[Stored items]

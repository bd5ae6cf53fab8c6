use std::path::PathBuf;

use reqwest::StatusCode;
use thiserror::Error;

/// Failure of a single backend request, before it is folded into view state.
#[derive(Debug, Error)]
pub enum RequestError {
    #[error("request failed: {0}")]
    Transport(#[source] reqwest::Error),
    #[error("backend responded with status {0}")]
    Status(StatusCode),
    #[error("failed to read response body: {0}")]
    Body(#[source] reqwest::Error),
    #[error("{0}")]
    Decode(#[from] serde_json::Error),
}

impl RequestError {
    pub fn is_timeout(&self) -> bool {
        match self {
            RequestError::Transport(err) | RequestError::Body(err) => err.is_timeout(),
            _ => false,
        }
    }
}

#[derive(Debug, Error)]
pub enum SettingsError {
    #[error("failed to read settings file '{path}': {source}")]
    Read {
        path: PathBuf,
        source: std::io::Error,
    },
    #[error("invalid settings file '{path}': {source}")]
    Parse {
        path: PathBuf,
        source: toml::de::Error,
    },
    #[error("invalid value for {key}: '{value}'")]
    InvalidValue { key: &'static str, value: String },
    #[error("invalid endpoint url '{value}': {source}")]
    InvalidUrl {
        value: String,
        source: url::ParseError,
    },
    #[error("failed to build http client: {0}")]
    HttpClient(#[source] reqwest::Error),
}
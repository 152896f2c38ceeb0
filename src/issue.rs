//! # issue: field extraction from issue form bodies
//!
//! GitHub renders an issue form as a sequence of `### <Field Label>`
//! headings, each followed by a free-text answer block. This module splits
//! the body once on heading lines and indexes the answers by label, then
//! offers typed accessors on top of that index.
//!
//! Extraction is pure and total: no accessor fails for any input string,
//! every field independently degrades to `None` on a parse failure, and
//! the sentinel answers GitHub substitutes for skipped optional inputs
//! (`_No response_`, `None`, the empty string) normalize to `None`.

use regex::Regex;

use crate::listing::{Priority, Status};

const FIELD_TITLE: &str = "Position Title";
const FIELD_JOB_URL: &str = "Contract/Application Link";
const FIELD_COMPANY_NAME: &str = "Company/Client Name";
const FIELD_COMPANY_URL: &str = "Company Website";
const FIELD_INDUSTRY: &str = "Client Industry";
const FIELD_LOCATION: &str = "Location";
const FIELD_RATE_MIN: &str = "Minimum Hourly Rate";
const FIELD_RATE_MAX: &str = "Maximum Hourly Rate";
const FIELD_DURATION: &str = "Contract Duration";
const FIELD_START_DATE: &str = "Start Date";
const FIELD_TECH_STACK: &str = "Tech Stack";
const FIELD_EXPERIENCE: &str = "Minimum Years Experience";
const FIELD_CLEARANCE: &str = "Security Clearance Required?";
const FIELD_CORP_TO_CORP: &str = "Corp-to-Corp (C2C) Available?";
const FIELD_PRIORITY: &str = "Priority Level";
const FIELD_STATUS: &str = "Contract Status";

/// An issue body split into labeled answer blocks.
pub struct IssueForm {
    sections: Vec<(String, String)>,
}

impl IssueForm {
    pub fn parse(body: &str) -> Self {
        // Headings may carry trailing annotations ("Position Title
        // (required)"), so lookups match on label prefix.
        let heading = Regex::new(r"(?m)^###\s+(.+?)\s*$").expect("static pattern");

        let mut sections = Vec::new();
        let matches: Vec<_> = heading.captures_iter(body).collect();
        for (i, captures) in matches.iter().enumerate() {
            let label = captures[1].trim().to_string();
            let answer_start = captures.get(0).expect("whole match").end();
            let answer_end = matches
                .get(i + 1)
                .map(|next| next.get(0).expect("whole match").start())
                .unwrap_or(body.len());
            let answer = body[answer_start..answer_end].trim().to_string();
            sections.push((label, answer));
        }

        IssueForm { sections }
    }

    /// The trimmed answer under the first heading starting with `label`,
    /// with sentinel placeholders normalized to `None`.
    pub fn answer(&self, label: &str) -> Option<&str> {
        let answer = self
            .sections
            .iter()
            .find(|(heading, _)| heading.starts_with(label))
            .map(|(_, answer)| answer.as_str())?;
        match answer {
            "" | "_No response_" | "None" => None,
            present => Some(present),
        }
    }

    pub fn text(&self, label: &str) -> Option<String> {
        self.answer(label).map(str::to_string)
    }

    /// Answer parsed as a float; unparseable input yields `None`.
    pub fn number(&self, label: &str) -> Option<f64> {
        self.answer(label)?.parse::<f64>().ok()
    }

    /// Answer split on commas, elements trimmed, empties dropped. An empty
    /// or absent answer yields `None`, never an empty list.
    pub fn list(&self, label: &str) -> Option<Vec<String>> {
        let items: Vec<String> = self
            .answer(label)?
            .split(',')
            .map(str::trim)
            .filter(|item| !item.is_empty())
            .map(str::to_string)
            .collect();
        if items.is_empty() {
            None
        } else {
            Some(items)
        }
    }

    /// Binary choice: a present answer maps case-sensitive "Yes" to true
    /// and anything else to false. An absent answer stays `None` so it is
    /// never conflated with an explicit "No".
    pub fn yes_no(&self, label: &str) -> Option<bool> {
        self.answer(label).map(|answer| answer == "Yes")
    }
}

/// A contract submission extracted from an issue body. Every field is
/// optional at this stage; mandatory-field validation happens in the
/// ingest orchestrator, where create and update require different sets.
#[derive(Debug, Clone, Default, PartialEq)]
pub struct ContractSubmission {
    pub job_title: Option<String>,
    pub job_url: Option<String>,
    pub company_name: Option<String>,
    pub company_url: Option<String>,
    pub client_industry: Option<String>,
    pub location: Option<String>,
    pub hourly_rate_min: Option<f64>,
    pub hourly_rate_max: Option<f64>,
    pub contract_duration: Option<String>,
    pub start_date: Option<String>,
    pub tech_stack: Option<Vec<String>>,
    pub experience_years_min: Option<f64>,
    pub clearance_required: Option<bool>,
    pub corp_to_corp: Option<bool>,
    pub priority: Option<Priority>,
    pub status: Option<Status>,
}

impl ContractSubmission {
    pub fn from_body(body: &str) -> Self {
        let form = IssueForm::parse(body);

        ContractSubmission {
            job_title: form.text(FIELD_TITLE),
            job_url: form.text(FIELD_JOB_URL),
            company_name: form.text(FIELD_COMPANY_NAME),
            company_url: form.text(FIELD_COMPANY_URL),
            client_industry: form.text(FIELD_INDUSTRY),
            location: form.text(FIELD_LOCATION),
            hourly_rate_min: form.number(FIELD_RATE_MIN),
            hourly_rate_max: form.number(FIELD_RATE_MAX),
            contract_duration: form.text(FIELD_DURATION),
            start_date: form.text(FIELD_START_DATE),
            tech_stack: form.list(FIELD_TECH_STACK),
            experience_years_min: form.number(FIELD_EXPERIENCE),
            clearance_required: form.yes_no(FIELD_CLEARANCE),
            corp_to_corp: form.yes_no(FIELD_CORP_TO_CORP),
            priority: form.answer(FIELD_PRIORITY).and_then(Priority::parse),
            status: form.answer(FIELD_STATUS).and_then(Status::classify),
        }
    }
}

What you are asked to do - Go through the data and gather every line that holds "IssueForm".

Response box -
pub struct IssueForm {
impl IssueForm {
        IssueForm { sections }
        let form = IssueForm::parse(body);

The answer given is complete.